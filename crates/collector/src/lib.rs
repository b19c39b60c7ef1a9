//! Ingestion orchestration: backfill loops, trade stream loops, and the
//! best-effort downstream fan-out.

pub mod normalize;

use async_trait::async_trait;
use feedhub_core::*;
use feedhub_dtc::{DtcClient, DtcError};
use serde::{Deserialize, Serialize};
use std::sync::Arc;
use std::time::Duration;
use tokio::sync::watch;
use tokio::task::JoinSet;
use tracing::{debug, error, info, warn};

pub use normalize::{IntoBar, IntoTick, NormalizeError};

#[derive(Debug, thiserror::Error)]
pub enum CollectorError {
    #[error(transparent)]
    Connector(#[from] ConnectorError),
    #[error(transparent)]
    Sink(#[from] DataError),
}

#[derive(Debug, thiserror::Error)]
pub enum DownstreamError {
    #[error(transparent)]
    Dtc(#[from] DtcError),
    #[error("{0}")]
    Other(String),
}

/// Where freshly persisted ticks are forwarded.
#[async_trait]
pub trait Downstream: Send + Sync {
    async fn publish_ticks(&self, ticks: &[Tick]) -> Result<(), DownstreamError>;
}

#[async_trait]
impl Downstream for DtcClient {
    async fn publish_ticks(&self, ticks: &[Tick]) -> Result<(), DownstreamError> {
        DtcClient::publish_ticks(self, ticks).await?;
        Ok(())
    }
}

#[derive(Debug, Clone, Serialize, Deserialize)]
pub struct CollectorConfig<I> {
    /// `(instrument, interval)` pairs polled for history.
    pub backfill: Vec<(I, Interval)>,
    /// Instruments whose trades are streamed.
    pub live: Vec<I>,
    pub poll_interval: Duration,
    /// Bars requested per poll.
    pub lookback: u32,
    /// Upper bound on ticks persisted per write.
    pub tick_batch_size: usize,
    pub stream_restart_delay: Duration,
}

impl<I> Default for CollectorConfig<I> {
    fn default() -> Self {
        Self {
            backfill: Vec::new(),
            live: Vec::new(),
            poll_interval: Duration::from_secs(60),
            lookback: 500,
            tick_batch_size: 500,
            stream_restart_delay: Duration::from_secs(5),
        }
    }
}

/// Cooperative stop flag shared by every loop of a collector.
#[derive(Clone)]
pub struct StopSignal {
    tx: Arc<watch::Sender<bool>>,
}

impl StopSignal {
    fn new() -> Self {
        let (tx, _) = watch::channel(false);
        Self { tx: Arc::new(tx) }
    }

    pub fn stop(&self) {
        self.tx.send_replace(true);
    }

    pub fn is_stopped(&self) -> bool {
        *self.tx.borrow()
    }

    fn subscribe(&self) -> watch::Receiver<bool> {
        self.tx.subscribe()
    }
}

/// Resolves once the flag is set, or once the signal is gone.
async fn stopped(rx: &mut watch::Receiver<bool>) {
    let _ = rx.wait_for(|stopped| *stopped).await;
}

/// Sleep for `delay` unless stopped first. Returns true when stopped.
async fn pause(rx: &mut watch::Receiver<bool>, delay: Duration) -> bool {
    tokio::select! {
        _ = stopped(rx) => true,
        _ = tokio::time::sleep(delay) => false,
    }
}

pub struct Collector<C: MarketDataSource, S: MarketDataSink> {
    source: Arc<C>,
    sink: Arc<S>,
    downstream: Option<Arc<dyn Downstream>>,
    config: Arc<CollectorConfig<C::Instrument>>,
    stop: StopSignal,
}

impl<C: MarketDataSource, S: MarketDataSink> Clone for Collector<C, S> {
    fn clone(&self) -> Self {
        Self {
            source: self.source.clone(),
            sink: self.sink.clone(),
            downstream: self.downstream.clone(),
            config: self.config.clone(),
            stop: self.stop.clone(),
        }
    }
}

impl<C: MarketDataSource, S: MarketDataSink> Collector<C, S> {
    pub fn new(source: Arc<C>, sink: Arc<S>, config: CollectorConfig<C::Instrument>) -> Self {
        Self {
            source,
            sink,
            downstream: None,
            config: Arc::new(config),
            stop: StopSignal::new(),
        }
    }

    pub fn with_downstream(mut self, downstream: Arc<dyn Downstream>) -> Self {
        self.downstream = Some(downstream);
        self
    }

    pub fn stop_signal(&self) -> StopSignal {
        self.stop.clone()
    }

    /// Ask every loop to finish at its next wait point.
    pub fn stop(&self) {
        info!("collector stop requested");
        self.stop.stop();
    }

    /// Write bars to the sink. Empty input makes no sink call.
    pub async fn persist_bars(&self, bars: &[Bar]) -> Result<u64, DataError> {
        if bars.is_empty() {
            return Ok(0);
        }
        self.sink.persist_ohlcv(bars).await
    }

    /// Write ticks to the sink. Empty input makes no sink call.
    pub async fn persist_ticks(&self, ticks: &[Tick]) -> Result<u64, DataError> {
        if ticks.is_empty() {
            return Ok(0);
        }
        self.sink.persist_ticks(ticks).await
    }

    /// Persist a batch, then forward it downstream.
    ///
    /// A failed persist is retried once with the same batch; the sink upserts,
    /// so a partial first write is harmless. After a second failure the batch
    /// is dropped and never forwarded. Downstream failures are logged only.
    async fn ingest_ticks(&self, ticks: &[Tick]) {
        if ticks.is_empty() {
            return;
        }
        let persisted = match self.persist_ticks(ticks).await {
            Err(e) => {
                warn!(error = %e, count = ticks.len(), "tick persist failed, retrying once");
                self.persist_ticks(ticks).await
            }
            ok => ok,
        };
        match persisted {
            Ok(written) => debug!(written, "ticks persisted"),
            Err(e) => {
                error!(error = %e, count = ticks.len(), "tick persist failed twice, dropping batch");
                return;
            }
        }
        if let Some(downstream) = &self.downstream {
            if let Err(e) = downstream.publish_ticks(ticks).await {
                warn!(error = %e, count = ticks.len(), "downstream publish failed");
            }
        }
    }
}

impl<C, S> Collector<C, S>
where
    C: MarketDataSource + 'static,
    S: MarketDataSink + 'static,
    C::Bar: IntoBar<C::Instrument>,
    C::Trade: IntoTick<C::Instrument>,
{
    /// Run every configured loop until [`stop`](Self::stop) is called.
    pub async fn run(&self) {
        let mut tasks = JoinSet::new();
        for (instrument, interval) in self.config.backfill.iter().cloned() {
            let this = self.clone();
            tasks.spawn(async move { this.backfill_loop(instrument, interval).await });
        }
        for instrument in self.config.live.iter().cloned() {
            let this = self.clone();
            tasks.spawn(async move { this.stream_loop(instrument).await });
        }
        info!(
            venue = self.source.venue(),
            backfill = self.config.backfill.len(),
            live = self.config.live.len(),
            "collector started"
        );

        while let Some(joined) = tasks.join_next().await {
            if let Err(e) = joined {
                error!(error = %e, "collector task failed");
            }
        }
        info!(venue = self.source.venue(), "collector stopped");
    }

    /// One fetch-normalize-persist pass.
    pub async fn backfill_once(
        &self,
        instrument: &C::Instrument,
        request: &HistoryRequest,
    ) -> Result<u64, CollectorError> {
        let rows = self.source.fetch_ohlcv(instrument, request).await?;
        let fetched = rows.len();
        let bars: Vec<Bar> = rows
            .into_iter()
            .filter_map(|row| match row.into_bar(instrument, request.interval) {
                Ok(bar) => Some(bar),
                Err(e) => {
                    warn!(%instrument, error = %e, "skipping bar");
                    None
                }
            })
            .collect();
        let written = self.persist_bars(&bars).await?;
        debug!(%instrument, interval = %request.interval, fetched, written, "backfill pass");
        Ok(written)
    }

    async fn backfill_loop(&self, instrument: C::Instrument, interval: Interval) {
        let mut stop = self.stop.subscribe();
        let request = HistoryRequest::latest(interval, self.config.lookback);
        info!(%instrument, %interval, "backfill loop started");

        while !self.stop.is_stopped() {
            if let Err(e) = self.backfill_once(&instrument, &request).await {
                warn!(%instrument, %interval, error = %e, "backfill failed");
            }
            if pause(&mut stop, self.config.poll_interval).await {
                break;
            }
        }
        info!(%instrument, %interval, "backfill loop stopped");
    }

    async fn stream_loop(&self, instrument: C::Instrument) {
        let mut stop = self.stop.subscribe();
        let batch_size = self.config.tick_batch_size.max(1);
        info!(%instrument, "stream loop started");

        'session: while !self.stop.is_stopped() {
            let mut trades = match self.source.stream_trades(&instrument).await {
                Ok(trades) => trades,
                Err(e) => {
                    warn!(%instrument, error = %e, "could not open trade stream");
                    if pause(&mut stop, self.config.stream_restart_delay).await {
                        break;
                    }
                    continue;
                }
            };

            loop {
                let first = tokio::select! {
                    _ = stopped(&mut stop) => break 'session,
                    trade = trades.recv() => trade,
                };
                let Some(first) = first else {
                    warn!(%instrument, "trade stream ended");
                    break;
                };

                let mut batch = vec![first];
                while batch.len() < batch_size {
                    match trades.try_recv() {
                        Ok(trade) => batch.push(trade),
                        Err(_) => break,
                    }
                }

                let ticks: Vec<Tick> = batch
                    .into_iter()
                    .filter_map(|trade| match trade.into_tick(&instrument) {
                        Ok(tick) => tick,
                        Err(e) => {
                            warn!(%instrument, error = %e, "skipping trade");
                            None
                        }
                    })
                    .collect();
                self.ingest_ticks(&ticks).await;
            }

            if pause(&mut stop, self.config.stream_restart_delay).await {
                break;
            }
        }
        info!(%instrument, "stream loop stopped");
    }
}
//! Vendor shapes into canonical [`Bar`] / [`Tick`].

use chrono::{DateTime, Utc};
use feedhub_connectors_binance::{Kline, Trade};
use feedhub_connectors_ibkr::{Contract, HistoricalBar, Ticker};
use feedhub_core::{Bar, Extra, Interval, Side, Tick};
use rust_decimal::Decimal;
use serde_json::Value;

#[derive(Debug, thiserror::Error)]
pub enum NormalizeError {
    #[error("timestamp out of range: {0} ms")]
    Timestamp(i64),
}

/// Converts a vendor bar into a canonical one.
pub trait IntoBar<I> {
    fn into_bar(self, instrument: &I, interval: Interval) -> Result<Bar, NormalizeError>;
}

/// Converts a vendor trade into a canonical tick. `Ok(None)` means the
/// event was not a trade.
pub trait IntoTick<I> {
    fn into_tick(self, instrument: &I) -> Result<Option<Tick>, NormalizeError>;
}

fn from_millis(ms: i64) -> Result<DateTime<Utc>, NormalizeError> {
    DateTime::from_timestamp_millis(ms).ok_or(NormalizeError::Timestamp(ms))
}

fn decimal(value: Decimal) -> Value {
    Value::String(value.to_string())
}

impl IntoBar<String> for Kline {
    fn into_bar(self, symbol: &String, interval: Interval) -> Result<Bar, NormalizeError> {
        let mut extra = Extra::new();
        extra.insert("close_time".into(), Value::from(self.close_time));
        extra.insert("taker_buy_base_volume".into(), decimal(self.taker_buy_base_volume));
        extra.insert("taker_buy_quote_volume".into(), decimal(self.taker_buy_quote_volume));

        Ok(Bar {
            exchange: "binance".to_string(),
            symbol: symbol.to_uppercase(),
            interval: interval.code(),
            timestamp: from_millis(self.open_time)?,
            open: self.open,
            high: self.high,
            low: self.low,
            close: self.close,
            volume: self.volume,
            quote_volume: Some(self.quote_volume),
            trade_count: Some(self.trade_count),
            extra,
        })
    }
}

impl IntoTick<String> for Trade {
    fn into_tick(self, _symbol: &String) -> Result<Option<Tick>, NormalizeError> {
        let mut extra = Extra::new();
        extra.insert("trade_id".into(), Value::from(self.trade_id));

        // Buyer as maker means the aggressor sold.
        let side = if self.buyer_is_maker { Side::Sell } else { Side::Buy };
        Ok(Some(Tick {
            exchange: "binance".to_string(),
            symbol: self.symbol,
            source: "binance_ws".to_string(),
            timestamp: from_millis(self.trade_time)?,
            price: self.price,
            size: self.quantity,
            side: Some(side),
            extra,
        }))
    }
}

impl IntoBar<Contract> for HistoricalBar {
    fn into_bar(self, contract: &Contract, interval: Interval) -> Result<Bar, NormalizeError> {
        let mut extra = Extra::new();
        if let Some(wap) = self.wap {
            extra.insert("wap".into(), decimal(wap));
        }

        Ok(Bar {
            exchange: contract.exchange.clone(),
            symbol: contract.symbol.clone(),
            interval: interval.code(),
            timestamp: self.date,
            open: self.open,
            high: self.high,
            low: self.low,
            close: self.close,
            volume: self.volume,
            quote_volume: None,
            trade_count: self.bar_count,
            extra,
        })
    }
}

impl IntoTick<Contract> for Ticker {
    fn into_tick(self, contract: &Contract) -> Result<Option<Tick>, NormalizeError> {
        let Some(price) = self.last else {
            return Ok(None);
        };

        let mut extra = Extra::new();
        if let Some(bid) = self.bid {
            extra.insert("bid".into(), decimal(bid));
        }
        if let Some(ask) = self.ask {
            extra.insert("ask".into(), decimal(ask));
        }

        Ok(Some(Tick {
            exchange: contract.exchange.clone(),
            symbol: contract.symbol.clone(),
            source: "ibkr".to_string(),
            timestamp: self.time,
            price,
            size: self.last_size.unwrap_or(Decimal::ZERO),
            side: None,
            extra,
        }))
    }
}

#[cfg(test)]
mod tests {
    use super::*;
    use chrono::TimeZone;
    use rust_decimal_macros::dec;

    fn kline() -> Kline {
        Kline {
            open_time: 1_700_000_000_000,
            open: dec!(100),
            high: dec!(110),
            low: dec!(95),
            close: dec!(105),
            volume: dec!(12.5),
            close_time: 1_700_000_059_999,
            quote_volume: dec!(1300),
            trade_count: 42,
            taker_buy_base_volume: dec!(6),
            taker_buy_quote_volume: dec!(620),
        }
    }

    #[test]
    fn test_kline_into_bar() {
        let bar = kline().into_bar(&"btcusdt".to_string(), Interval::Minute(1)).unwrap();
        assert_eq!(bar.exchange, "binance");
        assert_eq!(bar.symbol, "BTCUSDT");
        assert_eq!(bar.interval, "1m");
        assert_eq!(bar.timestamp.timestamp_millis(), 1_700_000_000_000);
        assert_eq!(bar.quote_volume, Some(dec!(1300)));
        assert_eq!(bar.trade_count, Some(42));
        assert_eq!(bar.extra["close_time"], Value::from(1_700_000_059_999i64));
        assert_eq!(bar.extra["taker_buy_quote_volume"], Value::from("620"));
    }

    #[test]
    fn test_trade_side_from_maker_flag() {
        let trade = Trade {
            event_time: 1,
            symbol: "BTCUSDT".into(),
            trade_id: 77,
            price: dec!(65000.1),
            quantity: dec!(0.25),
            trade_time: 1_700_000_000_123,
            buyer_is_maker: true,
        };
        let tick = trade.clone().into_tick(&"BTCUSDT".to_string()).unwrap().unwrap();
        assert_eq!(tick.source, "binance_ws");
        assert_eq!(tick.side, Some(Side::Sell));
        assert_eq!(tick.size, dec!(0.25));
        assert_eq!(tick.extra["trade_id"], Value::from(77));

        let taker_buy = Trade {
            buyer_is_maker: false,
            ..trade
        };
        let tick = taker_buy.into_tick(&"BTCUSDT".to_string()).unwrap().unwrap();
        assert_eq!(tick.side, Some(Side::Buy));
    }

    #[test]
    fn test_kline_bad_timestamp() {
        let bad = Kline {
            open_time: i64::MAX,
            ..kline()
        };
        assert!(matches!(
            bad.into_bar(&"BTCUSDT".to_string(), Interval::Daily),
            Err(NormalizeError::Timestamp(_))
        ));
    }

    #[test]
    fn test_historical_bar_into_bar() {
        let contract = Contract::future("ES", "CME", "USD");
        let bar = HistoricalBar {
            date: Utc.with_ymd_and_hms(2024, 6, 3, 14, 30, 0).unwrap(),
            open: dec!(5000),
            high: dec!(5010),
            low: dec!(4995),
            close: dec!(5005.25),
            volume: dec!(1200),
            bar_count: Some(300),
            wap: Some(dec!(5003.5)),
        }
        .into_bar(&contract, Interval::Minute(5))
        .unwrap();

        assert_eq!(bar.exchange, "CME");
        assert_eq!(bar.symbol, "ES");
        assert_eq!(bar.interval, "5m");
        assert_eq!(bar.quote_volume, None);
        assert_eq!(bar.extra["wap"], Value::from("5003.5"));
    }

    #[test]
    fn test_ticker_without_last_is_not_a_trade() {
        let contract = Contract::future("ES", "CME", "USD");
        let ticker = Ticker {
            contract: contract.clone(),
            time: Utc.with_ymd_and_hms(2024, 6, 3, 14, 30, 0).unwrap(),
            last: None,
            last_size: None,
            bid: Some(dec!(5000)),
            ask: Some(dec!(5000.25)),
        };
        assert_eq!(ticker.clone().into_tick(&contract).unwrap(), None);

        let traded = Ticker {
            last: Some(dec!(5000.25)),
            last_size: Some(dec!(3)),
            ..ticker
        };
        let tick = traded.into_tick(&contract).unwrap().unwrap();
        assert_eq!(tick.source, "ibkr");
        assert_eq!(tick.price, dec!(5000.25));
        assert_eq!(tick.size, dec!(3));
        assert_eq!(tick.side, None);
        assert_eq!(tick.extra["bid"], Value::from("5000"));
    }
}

☆ ☆ ☆ ☆

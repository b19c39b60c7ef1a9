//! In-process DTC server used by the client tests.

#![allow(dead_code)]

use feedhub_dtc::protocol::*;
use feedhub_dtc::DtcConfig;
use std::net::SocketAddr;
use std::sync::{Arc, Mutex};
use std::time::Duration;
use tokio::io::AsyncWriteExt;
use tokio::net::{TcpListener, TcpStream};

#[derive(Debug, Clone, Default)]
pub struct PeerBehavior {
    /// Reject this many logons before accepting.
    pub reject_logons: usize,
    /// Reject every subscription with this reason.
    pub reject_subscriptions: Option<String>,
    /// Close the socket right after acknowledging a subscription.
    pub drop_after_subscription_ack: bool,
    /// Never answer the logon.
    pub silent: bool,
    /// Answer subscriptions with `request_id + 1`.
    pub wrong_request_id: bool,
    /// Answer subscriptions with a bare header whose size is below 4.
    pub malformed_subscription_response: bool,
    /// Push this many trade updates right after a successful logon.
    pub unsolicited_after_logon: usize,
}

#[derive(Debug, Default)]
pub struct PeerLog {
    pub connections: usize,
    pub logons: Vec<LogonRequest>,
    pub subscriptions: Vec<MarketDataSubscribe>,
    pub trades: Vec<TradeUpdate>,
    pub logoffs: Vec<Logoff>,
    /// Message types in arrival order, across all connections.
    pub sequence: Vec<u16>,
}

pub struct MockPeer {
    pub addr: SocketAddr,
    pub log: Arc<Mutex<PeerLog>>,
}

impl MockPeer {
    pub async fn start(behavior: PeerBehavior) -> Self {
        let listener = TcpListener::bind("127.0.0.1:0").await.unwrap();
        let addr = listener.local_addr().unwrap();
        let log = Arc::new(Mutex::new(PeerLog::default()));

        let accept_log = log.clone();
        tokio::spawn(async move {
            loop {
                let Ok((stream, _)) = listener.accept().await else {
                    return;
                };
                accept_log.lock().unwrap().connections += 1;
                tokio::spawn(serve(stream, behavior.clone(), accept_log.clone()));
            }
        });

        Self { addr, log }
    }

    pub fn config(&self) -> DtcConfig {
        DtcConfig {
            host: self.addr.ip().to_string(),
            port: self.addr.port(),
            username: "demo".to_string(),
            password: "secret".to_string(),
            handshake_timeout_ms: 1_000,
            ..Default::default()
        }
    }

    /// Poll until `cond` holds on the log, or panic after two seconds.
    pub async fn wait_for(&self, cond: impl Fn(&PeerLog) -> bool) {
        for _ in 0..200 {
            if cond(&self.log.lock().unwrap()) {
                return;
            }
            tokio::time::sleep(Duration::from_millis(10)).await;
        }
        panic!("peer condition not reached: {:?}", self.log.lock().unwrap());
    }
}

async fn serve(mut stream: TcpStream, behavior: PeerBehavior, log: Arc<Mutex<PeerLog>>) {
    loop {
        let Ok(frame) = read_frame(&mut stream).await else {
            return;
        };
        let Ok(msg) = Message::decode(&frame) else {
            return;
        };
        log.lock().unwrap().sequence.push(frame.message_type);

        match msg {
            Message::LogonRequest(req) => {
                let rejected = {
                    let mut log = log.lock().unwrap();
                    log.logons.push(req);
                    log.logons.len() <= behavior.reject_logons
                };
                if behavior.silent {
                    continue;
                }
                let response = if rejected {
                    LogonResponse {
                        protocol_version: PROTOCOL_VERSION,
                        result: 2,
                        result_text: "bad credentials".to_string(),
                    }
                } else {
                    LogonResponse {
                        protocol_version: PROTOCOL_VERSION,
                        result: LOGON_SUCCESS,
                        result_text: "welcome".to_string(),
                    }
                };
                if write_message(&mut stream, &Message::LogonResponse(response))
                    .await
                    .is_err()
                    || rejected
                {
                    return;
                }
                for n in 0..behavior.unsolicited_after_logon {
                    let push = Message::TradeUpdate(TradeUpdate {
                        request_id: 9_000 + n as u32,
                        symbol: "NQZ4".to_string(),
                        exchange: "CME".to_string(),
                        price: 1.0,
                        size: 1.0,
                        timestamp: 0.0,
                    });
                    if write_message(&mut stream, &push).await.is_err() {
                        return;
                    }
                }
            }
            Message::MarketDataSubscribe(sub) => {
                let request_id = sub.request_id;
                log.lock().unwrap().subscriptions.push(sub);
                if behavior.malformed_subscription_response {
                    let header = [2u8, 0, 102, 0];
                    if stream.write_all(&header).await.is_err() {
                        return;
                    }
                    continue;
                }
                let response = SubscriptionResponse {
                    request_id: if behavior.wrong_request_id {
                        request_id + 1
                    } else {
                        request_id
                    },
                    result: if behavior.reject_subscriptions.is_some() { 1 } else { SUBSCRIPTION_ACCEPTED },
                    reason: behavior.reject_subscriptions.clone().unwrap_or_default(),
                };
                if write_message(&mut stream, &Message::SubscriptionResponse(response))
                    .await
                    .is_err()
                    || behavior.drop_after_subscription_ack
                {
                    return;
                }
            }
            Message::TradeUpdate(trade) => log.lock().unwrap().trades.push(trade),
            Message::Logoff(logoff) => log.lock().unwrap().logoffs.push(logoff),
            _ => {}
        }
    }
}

☆ ☆ ☆ ☆

Problem details » Copy each line in the entries above where "derive" turns up.

The answer »
#[derive(Debug, thiserror::Error)]
#[derive(Debug, thiserror::Error)]
#[derive(Debug, Clone, Serialize, Deserialize)]
#[derive(Clone)]
#[derive(Debug, thiserror::Error)]
#[derive(Debug, Clone, Default)]
#[derive(Debug, Default)]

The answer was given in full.